Untuk memahami karya besar ini, silahkan berjalan sepanjang Jalan Paledang antara Tanjakkan Pala dengan Jembatan Merah. Saluran buatan itu sangat lebar dan dalam. Itupun baru sepenggal dari karya besar mereka yang dikerjakkan selama satu setengah tahun di bawah pimpinan ARIA NATANAGARA (1761 - 1787). Yang penting di sini bahwa karya besar itu tidak dikendalikan dari rumah peristirahatan Buitenzorg, melainkan dari rumah bupati di Empang.
WARISAN NILAI BUDAYA

Di bagian awal telah diungkapkan, bahwa Pakuan mencapai puncak perkembangannya dalam masa pemerintahan Sri Baduga Maharaja yang oleh masyarakat Jawa Barat dikenal dengan nama Prabu Siliwangi. Sejalan dengan itu penduduk Pakuan pun mencapai jumlah nomor dua terbesar di antara kota-kota di Nusantara waktu itu. Masa inilah yang disebut GEMUH PAKUAN dalam beberapa naskah tradisional karena di daerah-daerah pun banyak kerabat atau yang terikat kekerabatan dengan Siliwangi menjadi pemegang kekuasaan dan mengembangkan kesejahteraan hidup di kawasannya.

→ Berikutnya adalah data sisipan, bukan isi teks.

//! Resource type definitions for the HDInsight provider

use hdinsight_core::provider::ResourceType;
use hdinsight_core::schema::ResourceSchema;

use crate::schemas;

// =============================================================================
// Resource Type Definitions
// =============================================================================

macro_rules! define_resource_type {
    ($name:ident, $type_name:expr, $schema:path) => {
        pub struct $name;
        impl ResourceType for $name {
            fn name(&self) -> &'static str {
                $type_name
            }
            fn schema(&self) -> ResourceSchema {
                $schema()
            }
        }
    };
}

define_resource_type!(
    SparkClusterType,
    schemas::spark_cluster::RESOURCE_TYPE,
    schemas::spark_cluster::schema
);

/// Returns all resource types supported by this provider
pub fn resource_types() -> Vec<Box<dyn ResourceType>> {
    vec![Box::new(SparkClusterType)]
}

Jaman dahulu, ketika segala hal masih harus dikerjakan dengan tenaga manusia, jumlah penduduk menjadi ciri kemajuan dan kemakmuran negara. Bagi negara agraris jaman dulu, penyerangan dan penaklukan negara tetangga lebih ditujukan kepada upaya menambah jumlah penduduk dari pada perluasan tanah. Oleh sebab itulah, negara agraris dalam jaman silam selalu mengidap watak agresif yang tersebunyi dan akan meledak setiap kali ada kesempatan.

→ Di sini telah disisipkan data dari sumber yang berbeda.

#[cfg(test)]
mod tests {
    use super::*;
    use std::error::Error;
    use std::sync::{Arc, Mutex};
    use std::time::Duration;

    use hdinsight_core::provider::ErrorKind;
    use hdinsight_core::resource::{Resource, ResourceId, State};
    use reqwest::header::{HeaderValue, LOCATION};
    use tokio::io::{AsyncReadExt, AsyncWriteExt};
    use tokio::net::{TcpListener, TcpStream};

    use crate::cluster::tests::spark_cluster;
    use crate::models::ClusterCreateProperties;
    use crate::provider::HdInsightProvider;
    use crate::schemas::spark_cluster::RESOURCE_TYPE;

    /// Canned answer of the local management endpoint
    struct Reply {
        status: u16,
        headers: Vec<(&'static str, String)>,
        body: String,
    }

    impl Reply {
        fn new(status: u16, body: &str) -> Self {
            Self {
                status,
                headers: Vec::new(),
                body: body.to_string(),
            }
        }

        fn header(mut self, name: &'static str, value: String) -> Self {
            self.headers.push((name, value));
            self
        }
    }

    type Respond = dyn Fn(&str, &str, &str) -> Reply + Send + Sync;

    /// Local HTTP endpoint. `respond` gets the base URL, the method and the
    /// path without query. Every request line is recorded.
    struct TestServer {
        base: String,
        requests: Arc<Mutex<Vec<String>>>,
    }

    impl TestServer {
        async fn start(respond: impl Fn(&str, &str, &str) -> Reply + Send + Sync + 'static) -> Self {
            let listener = TcpListener::bind("127.0.0.1:0").await.unwrap();
            let base = format!("http://{}", listener.local_addr().unwrap());
            let requests = Arc::new(Mutex::new(Vec::new()));
            let respond: Arc<Respond> = Arc::new(respond);

            let server_base = base.clone();
            let log = requests.clone();
            tokio::spawn(async move {
                loop {
                    let Ok((stream, _)) = listener.accept().await else {
                        return;
                    };
                    let (base, log, respond) = (server_base.clone(), log.clone(), respond.clone());
                    tokio::spawn(async move { handle(stream, &base, &log, &*respond).await });
                }
            });

            Self { base, requests }
        }

        fn client(&self) -> ArmClient {
            ArmClient::new(
                ProviderConfig::new("sub", "token")
                    .with_endpoint(self.base.clone())
                    .with_poll_interval(Duration::from_millis(1)),
            )
            .unwrap()
        }

        fn count(&self, request: &str) -> usize {
            self.requests
                .lock()
                .unwrap()
                .iter()
                .filter(|r| *r == request)
                .count()
        }
    }

    async fn handle(
        mut stream: TcpStream,
        base: &str,
        log: &Mutex<Vec<String>>,
        respond: &Respond,
    ) {
        let mut buf = Vec::new();
        let mut chunk = [0u8; 4096];
        let header_end = loop {
            let n = stream.read(&mut chunk).await.unwrap();
            if n == 0 {
                return;
            }
            buf.extend_from_slice(&chunk[..n]);
            if let Some(pos) = buf.windows(4).position(|w| w == b"\r\n\r\n") {
                break pos + 4;
            }
        };
        let head = String::from_utf8_lossy(&buf[..header_end]).to_string();
        let content_length = head
            .lines()
            .filter_map(|l| l.split_once(':'))
            .find(|(name, _)| name.eq_ignore_ascii_case("content-length"))
            .and_then(|(_, value)| value.trim().parse::<usize>().ok())
            .unwrap_or(0);
        while buf.len() < header_end + content_length {
            let n = stream.read(&mut chunk).await.unwrap();
            if n == 0 {
                break;
            }
            buf.extend_from_slice(&chunk[..n]);
        }

        let mut request_line = head.lines().next().unwrap_or_default().split_whitespace();
        let method = request_line.next().unwrap_or_default().to_string();
        let target = request_line.next().unwrap_or_default();
        let path = target.split('?').next().unwrap_or_default().to_string();
        log.lock().unwrap().push(format!("{} {}", method, path));

        let reply = respond(base, &method, &path);
        let reason = StatusCode::from_u16(reply.status)
            .ok()
            .and_then(|s| s.canonical_reason())
            .unwrap_or("Unknown");
        let mut response = format!(
            "HTTP/1.1 {} {}\r\nContent-Type: application/json\r\nContent-Length: {}\r\nConnection: close\r\n",
            reply.status,
            reason,
            reply.body.len()
        );
        for (name, value) in &reply.headers {
            response.push_str(&format!("{}: {}\r\n", name, value));
        }
        response.push_str("\r\n");
        response.push_str(&reply.body);
        stream.write_all(response.as_bytes()).await.unwrap();
        stream.shutdown().await.ok();
    }

    const CLUSTER_PATH: &str =
        "/subscriptions/sub/resourceGroups/analytics/providers/Microsoft.HDInsight/clusters/spark01";

    fn cluster_id() -> ClusterId {
        ClusterId::new("sub", "analytics", "spark01")
    }

    fn create_parameters() -> ClusterCreateParametersExtended {
        ClusterCreateParametersExtended {
            location: "westeurope".to_string(),
            tags: BTreeMap::new(),
            properties: ClusterCreateProperties::default(),
            identity: None,
        }
    }

    /// Status documents served in order; the last one repeats
    fn statuses(sequence: &[&'static str]) -> impl Fn() -> &'static str + Send + Sync + 'static {
        let sequence = sequence.to_vec();
        let served = Mutex::new(0usize);
        move || {
            let mut served = served.lock().unwrap();
            let status = sequence[(*served).min(sequence.len() - 1)];
            *served += 1;
            status
        }
    }

    #[tokio::test]
    async fn ok_answer_with_async_operation_is_polled() {
        let next = statuses(&[
            r#"{"status":"InProgress"}"#,
            r#"{"status":"InProgress"}"#,
            r#"{"status":"Succeeded"}"#,
        ]);
        let server = TestServer::start(move |base, method, path| match (method, path) {
            ("PUT", CLUSTER_PATH) => {
                Reply::new(200, "{}").header("Azure-AsyncOperation", format!("{}/operations/1", base))
            }
            ("GET", "/operations/1") => Reply::new(200, next()),
            _ => Reply::new(500, ""),
        })
        .await;

        server
            .client()
            .create_then_poll(&cluster_id(), &create_parameters())
            .await
            .unwrap();

        assert_eq!(server.count(&format!("PUT {}", CLUSTER_PATH)), 1);
        assert_eq!(server.count("GET /operations/1"), 3);
    }

    #[tokio::test]
    async fn ok_answer_without_poll_header_completes() {
        let server = TestServer::start(|_, method, _| match method {
            "PUT" => Reply::new(200, "{}"),
            _ => Reply::new(500, ""),
        })
        .await;

        server
            .client()
            .create_then_poll(&cluster_id(), &create_parameters())
            .await
            .unwrap();

        assert_eq!(server.requests.lock().unwrap().len(), 1);
    }

    #[tokio::test]
    async fn location_is_polled_until_not_accepted() {
        let accepted = Mutex::new(0usize);
        let server = TestServer::start(move |base, method, path| match (method, path) {
            ("DELETE", CLUSTER_PATH) => {
                Reply::new(202, "").header("Location", format!("{}/results/1", base))
            }
            ("GET", "/results/1") => {
                let mut accepted = accepted.lock().unwrap();
                *accepted += 1;
                if *accepted < 3 {
                    Reply::new(202, "")
                } else {
                    Reply::new(204, "")
                }
            }
            _ => Reply::new(500, ""),
        })
        .await;

        server.client().delete_then_poll(&cluster_id()).await.unwrap();

        assert_eq!(server.count("GET /results/1"), 3);
    }

    #[tokio::test]
    async fn failed_operation_is_reported() {
        let server = TestServer::start(|base, method, path| match (method, path) {
            ("POST", p) if p.ends_with("/roles/workernode/resize") => {
                Reply::new(202, "").header("Azure-AsyncOperation", format!("{}/operations/2", base))
            }
            ("GET", "/operations/2") => Reply::new(
                200,
                r#"{"status":"Failed","error":{"code":"QuotaExceeded","message":"not enough cores"}}"#,
            ),
            _ => Reply::new(500, ""),
        })
        .await;

        let err = server
            .client()
            .resize_then_poll(&cluster_id(), 10)
            .await
            .unwrap_err();

        match err {
            ClientError::OperationFailed { status, message } => {
                assert_eq!(status, "Failed");
                assert_eq!(message, "not enough cores");
            }
            other => panic!("unexpected error: {:?}", other),
        }
    }

    #[tokio::test]
    async fn canceled_delete_is_a_remote_error() {
        let server = TestServer::start(|base, method, path| match (method, path) {
            ("DELETE", CLUSTER_PATH) => {
                Reply::new(202, "").header("Azure-AsyncOperation", format!("{}/operations/3", base))
            }
            ("GET", "/operations/3") => Reply::new(200, r#"{"status":"Canceled"}"#),
            _ => Reply::new(500, ""),
        })
        .await;
        let provider = HdInsightProvider::with_client(server.client().config.clone(), server.client());
        let id = ResourceId::new(RESOURCE_TYPE, "main");

        let err = provider
            .delete_resource(&id, &cluster_id().id())
            .await
            .unwrap_err();

        assert_eq!(err.kind, ErrorKind::Remote);
        assert!(matches!(
            err.source()
                .and_then(|e| e.downcast_ref::<ClientError>()),
            Some(ClientError::OperationFailed { status, .. }) if status == "Canceled"
        ));
    }

    #[tokio::test]
    async fn polling_gives_up_after_max_attempts() {
        let server = TestServer::start(|base, method, path| match (method, path) {
            ("DELETE", CLUSTER_PATH) => {
                Reply::new(202, "").header("Azure-AsyncOperation", format!("{}/operations/4", base))
            }
            ("GET", "/operations/4") => Reply::new(200, r#"{"status":"InProgress"}"#),
            _ => Reply::new(500, ""),
        })
        .await;
        let client = ArmClient::new(
            ProviderConfig::new("sub", "token")
                .with_endpoint(server.base.clone())
                .with_poll_interval(Duration::from_millis(1))
                .with_max_poll_attempts(4),
        )
        .unwrap();

        let err = client.delete_then_poll(&cluster_id()).await.unwrap_err();

        assert!(matches!(err, ClientError::PollingExhausted { attempts: 4 }));
        assert_eq!(server.count("GET /operations/4"), 4);
    }

    #[tokio::test]
    async fn missing_cluster_is_not_found() {
        let server = TestServer::start(|_, _, _| {
            Reply::new(
                404,
                r#"{"error":{"code":"ResourceNotFound","message":"cluster spark01 was not found"}}"#,
            )
        })
        .await;

        let err = server.client().get(&cluster_id()).await.unwrap_err();
        assert!(err.is_not_found());

        let provider = HdInsightProvider::with_client(server.client().config.clone(), server.client());
        let id = ResourceId::new(RESOURCE_TYPE, "main");
        let state = provider
            .read_resource(&id, Some(&cluster_id().id()), None)
            .await
            .unwrap();
        assert!(!state.exists);

        let mut desired = spark_cluster();
        desired.tags = BTreeMap::from([("env".to_string(), "prod".to_string())]);
        let err = provider
            .update_resource(
                &id,
                &cluster_id().id(),
                &State::existing(id.clone(), spark_cluster().to_attributes()),
                &Resource::new(RESOURCE_TYPE, "main").with_attributes(desired.to_attributes()),
            )
            .await
            .unwrap_err();
        assert_eq!(err.kind, ErrorKind::NotFound);
        assert_eq!(server.count(&format!("PATCH {}", CLUSTER_PATH)), 1);
    }

    #[test]
    fn async_operation_header_wins_over_location() {
        let mut headers = HeaderMap::new();
        headers.insert(LOCATION, HeaderValue::from_static("https://arm/location"));
        assert_eq!(
            poll_target(&headers),
            Some(PollTarget::Location("https://arm/location".to_string()))
        );

        headers.insert(
            "azure-asyncoperation",
            HeaderValue::from_static("https://arm/operation"),
        );
        assert_eq!(
            poll_target(&headers),
            Some(PollTarget::AsyncOperation("https://arm/operation".to_string()))
        );

        assert_eq!(poll_target(&HeaderMap::new()), None);
    }

    #[test]
    fn arm_error_body_is_parsed() {
        let body = r#"{"error":{"code":"Conflict","message":"Cluster spark01 already exists"}}"#;
        match parse_error(StatusCode::CONFLICT, body) {
            ClientError::Status {
                status,
                code,
                message,
            } => {
                assert_eq!(status, 409);
                assert_eq!(code, "Conflict");
                assert_eq!(message, "Cluster spark01 already exists");
            }
            other => panic!("unexpected error: {:?}", other),
        }
    }

    #[test]
    fn not_found_and_opaque_errors() {
        assert!(parse_error(StatusCode::NOT_FOUND, "").is_not_found());
        match parse_error(StatusCode::BAD_GATEWAY, "upstream timed out\n") {
            ClientError::Status { code, message, .. } => {
                assert_eq!(code, "Bad Gateway");
                assert_eq!(message, "upstream timed out");
            }
            other => panic!("unexpected error: {:?}", other),
        }
    }

    #[test]
    fn operation_states() {
        assert_eq!(
            operation_state(r#"{"status":"InProgress"}"#).unwrap(),
            OperationState::InProgress
        );
        assert_eq!(
            operation_state(r#"{"status":"Succeeded"}"#).unwrap(),
            OperationState::Succeeded
        );
        assert_eq!(
            operation_state(r#"{"status":"Failed","error":{"code":"X","message":"quota exceeded"}}"#)
                .unwrap(),
            OperationState::Failed {
                status: "Failed".to_string(),
                message: "quota exceeded".to_string()
            }
        );
        assert!(matches!(
            operation_state(r#"{"status":"Canceled"}"#).unwrap(),
            OperationState::Failed { .. }
        ));
        assert!(operation_state("not json").is_err());
    }

    #[test]
    fn urls_carry_the_cluster_id() {
        let client = ArmClient::new(
            ProviderConfig::new("sub", "token").with_endpoint("http://localhost:8080/"),
        )
        .unwrap();
        let id = ClusterId::new("sub", "analytics", "spark01");
        assert_eq!(
            client.url(&id, "/roles/workernode/resize"),
            "http://localhost:8080/subscriptions/sub/resourceGroups/analytics/providers/Microsoft.HDInsight/clusters/spark01/roles/workernode/resize"
        );
    }
}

Negara yang banyak penduduknya disebut negara yang GEMAH RIPAH. Gemah atau Gemuh berarti banyak penduduknya (Volkrijk, menurut Coolsma). Sedangkan Ripah atau Rimpah sama artinya dengan kata Indonesia Limpah (meluap). Jadi Gemah-ripah mengandung arti sangat banyak penduduk seolah-olah melimpah. namun entah mengapa, timbul salah kaprah mengenai artinya yang pada saat ini banyak dipahami sebagai subur makmur. Akibat pengaruh Hindu, kata Gemah-ripah sering disambung dengan LOH JINAWI. Loh atau lwah berarti sungai, dan Jinawi adalah nama lain untuk SUNGAI GANGGA di India. Jadi arti utuh dari GEMAH-RIPAH LOH JINAWI adalah padat (banyak sekali penduduknya seperti daerah Sungai Gangga. Keadaan seperti ini, memang yang didambakan negara-negara agraris jaman dahulu.

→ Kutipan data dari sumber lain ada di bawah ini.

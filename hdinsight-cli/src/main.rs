use std::collections::HashMap;
use std::fs;
use std::io;
use std::path::{Path, PathBuf};

use clap::{CommandFactory, Parser, Subcommand};
use clap_complete::Shell;
use colored::Colorize;

use hdinsight_core::provider::{ErrorKind, Provider, ProviderError};
use hdinsight_core::resource::{Resource, ResourceId, State, Value};
use hdinsight_core::schema::{AttributeSchema, ResourceSchema};
use hdinsight_provider::config::DEFAULT_ENDPOINT;
use hdinsight_provider::schemas::{self, spark_cluster};
use hdinsight_provider::{HdInsightProvider, ProviderConfig};

#[derive(Parser)]
#[command(name = "hdinsight")]
#[command(about = "Manage Azure HDInsight Spark clusters declaratively", long_about = None)]
struct Cli {
    /// Azure subscription the clusters live in
    #[arg(long, env = "AZURE_SUBSCRIPTION_ID", global = true)]
    subscription_id: Option<String>,

    /// Bearer token for Azure Resource Manager
    #[arg(long, env = "AZURE_ACCESS_TOKEN", global = true, hide_env_values = true)]
    access_token: Option<String>,

    /// Azure Resource Manager endpoint
    #[arg(long, env = "ARM_ENDPOINT", global = true, default_value = DEFAULT_ENDPOINT)]
    endpoint: String,

    #[command(subcommand)]
    command: Commands,
}

#[derive(Subcommand)]
enum Commands {
    /// Show the attribute schema of the Spark cluster resource
    Schema,
    /// Validate a resource document
    Validate {
        /// Path to a JSON resource document
        file: PathBuf,
    },
    /// Create the cluster a resource document describes
    Create {
        /// Path to a JSON resource document
        file: PathBuf,
    },
    /// Read a cluster by its resource ID
    Read {
        /// ARM resource ID of the cluster
        id: String,

        /// State file of a previous run; secrets are carried over from it
        #[arg(long)]
        state: Option<PathBuf>,
    },
    /// Update a cluster in place
    Update {
        /// Path to a JSON resource document
        file: PathBuf,

        /// State file of a previous run
        #[arg(long)]
        state: PathBuf,
    },
    /// Delete a cluster by its resource ID
    Delete {
        /// ARM resource ID of the cluster
        id: String,
    },
    /// Generate shell completions
    Completions {
        shell: Shell,
    },
}

#[tokio::main]
async fn main() {
    env_logger::init();
    let cli = Cli::parse();

    let result = match &cli.command {
        Commands::Schema => run_schema(),
        Commands::Validate { file } => run_validate(file),
        Commands::Create { file } => run_create(&cli, file).await,
        Commands::Read { id, state } => run_read(&cli, id, state.as_deref()).await,
        Commands::Update { file, state } => run_update(&cli, file, state).await,
        Commands::Delete { id } => run_delete(&cli, id).await,
        Commands::Completions { shell } => {
            clap_complete::generate(*shell, &mut Cli::command(), "hdinsight", &mut io::stdout());
            Ok(())
        }
    };

    if let Err(e) = result {
        eprintln!("{} {}", "Error:".red().bold(), e);
        std::process::exit(1);
    }
}

// =============================================================================
// Documents
// =============================================================================

/// Name the CLI records single-resource documents under
const RESOURCE_NAME: &str = "main";

fn resource_id() -> ResourceId {
    ResourceId::new(spark_cluster::RESOURCE_TYPE, RESOURCE_NAME)
}

fn read_json(path: &Path) -> Result<serde_json::Value, String> {
    let content = fs::read_to_string(path)
        .map_err(|e| format!("Failed to read {}: {}", path.display(), e))?;
    serde_json::from_str(&content).map_err(|e| format!("Failed to parse {}: {}", path.display(), e))
}

fn json_object(
    value: &serde_json::Value,
    path: &Path,
) -> Result<HashMap<String, Value>, String> {
    match Value::from_json(value) {
        Some(Value::Map(map)) => Ok(map),
        _ => Err(format!("{}: expected a JSON object", path.display())),
    }
}

/// Load a resource document: a JSON object of attributes
fn load_resource(path: &Path) -> Result<Resource, String> {
    let attributes = json_object(&read_json(path)?, path)?;
    Ok(Resource::new(spark_cluster::RESOURCE_TYPE, RESOURCE_NAME).with_attributes(attributes))
}

/// Load a state file written by `create`, `read` or `update`
fn load_state(path: &Path) -> Result<State, String> {
    let doc = read_json(path)?;
    let identifier = doc
        .get("identifier")
        .and_then(|v| v.as_str())
        .ok_or_else(|| format!("{}: missing \"identifier\"", path.display()))?;
    let attributes = match doc.get("attributes") {
        Some(attributes) => json_object(attributes, path)?,
        None => HashMap::new(),
    };
    Ok(State::existing(resource_id(), attributes).with_identifier(identifier))
}

fn state_to_json(state: &State) -> serde_json::Value {
    let attributes: serde_json::Map<String, serde_json::Value> = state
        .attributes
        .iter()
        .map(|(k, v)| (k.clone(), v.to_json()))
        .collect();
    serde_json::json!({
        "identifier": state.identifier,
        "attributes": attributes,
    })
}

fn print_state(state: &State) -> Result<(), String> {
    let doc = serde_json::to_string_pretty(&state_to_json(state)).map_err(|e| e.to_string())?;
    println!("{}", doc);
    Ok(())
}

// =============================================================================
// Provider
// =============================================================================

fn build_provider(cli: &Cli) -> Result<HdInsightProvider, String> {
    let subscription_id = cli
        .subscription_id
        .clone()
        .ok_or("Missing subscription: pass --subscription-id or set AZURE_SUBSCRIPTION_ID")?;
    let access_token = cli
        .access_token
        .clone()
        .ok_or("Missing access token: pass --access-token or set AZURE_ACCESS_TOKEN")?;
    let config = ProviderConfig::new(subscription_id, access_token).with_endpoint(&cli.endpoint);
    HdInsightProvider::new(config).map_err(|e| e.to_string())
}

fn describe_error(e: &ProviderError) -> String {
    match e.kind {
        ErrorKind::PartialSuccess => format!(
            "{}\n{} {}",
            e,
            "The cluster exists and should be imported:".yellow(),
            e.identifier.as_deref().unwrap_or_default()
        ),
        _ if e.is_not_found() => format!(
            "{}\n{}",
            e,
            "The cluster no longer exists; run `read` to clear it from the state.".yellow()
        ),
        _ => e.to_string(),
    }
}

// =============================================================================
// Commands
// =============================================================================

fn format_attribute(attr: &AttributeSchema) -> String {
    let mut flags = Vec::new();
    if attr.required {
        flags.push("required");
    }
    if attr.force_new {
        flags.push("force new");
    }
    if attr.computed {
        flags.push("computed");
    }
    if attr.sensitive {
        flags.push("sensitive");
    }
    if attr.write_only {
        flags.push("write-only");
    }
    if flags.is_empty() {
        attr.name.clone()
    } else {
        format!("{} ({})", attr.name, flags.join(", "))
    }
}

fn print_schema(schema: &ResourceSchema) {
    println!("{}", schema.resource_type.cyan().bold());
    if let Some(desc) = &schema.description {
        println!("  {}", desc);
    }
    let mut attributes: Vec<&AttributeSchema> = schema.attributes.values().collect();
    attributes.sort_by(|a, b| a.name.cmp(&b.name));
    for attr in attributes {
        println!("  • {}", format_attribute(attr));
    }
}

fn run_schema() -> Result<(), String> {
    for schema in schemas::all_schemas() {
        print_schema(&schema);
    }
    Ok(())
}

fn validate_resource(resource: &Resource) -> Result<(), String> {
    spark_cluster::schema()
        .validate(&resource.attributes)
        .map_err(|errors| {
            errors
                .iter()
                .map(|e| format!("{}: {}", resource.id, e))
                .collect::<Vec<_>>()
                .join("\n")
        })
}

fn run_validate(file: &Path) -> Result<(), String> {
    println!("{}", "Validating...".cyan());
    let resource = load_resource(file)?;
    validate_resource(&resource)?;
    println!("{}", "✓ Resource document is valid.".green());
    Ok(())
}

async fn run_create(cli: &Cli, file: &Path) -> Result<(), String> {
    let resource = load_resource(file)?;
    validate_resource(&resource)?;
    let provider = build_provider(cli)?;

    eprintln!("{}", "Creating cluster...".cyan().bold());
    let state = provider
        .create(&resource)
        .await
        .map_err(|e| describe_error(&e))?;
    eprintln!("  {} {}", "✓".green(), state.identifier.as_deref().unwrap_or_default());
    print_state(&state)
}

async fn run_read(cli: &Cli, identifier: &str, state: Option<&Path>) -> Result<(), String> {
    let prior = state.map(load_state).transpose()?;
    let provider = build_provider(cli)?;

    let state = provider
        .read(&resource_id(), Some(identifier), prior.as_ref())
        .await
        .map_err(|e| describe_error(&e))?;
    if !state.exists {
        eprintln!("{}", "Cluster not found.".yellow());
        return Ok(());
    }
    print_state(&state)
}

async fn run_update(cli: &Cli, file: &Path, state: &Path) -> Result<(), String> {
    let resource = load_resource(file)?;
    validate_resource(&resource)?;
    let from = load_state(state)?;
    let identifier = from.identifier.clone().unwrap_or_default();
    let provider = build_provider(cli)?;

    eprintln!("{}", "Updating cluster...".cyan().bold());
    let state = provider
        .update(&resource.id, &identifier, &from, &resource)
        .await
        .map_err(|e| describe_error(&e))?;
    eprintln!("  {} {}", "✓".green(), identifier);
    print_state(&state)
}

async fn run_delete(cli: &Cli, identifier: &str) -> Result<(), String> {
    let provider = build_provider(cli)?;

    eprintln!("{}", "Deleting cluster...".red().bold());
    provider
        .delete(&resource_id(), identifier)
        .await
        .map_err(|e| describe_error(&e))?;
    eprintln!("  {} {}", "✓".green(), identifier);
    Ok(())
}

Masa Gemah Pakuan disertai oleh kemajuan dalam berbagai segi kehidupan. sesuai dengan jamannya, apa yang kita sebut maju waktu itu mungkin hanya keadaan "sederhana" menurut ukuran hidup jama sekarang ini. Meskipun demikian ada hal yang sifatnya bisa "abadi" jika dilihat dari segi isi dan maknanya, yaitu "NILAI BUDAYA".

Dari jaman Siliwangi, kita diwarisi sebuah naskah kuno yang disebut SISKANDANG KARESIAN DAN KUNDANGEUN URANG REYA (untuk pegangan hidup orang banyak). Naskah ini tersiri atas 30 lembar dan pada akhir naskah dicantumkan tahun penulisannya, yaitu NORA CATUR SAGARA WULAN (tahun 1440 (Saka) atau 1518 M. Naskah ini disimpan di Museum Pusat dengan nomor kode KROPAK 630.

Sebagian isi dari naskah itu, ada baiknya juga kita ketahui sebagai berikut:
1. Dasakerta (kesejahteraan yang sepuluh)
2. Tapa di Nagara
3. Panca parisuda
4. Hidup yang penuh berkah
5. Parigeuing dan dasa pasanta
6. Tritangtu di bumi (tiga posisi di dunia)

1. Dasakerta (kesejahteraan yang sepuluh)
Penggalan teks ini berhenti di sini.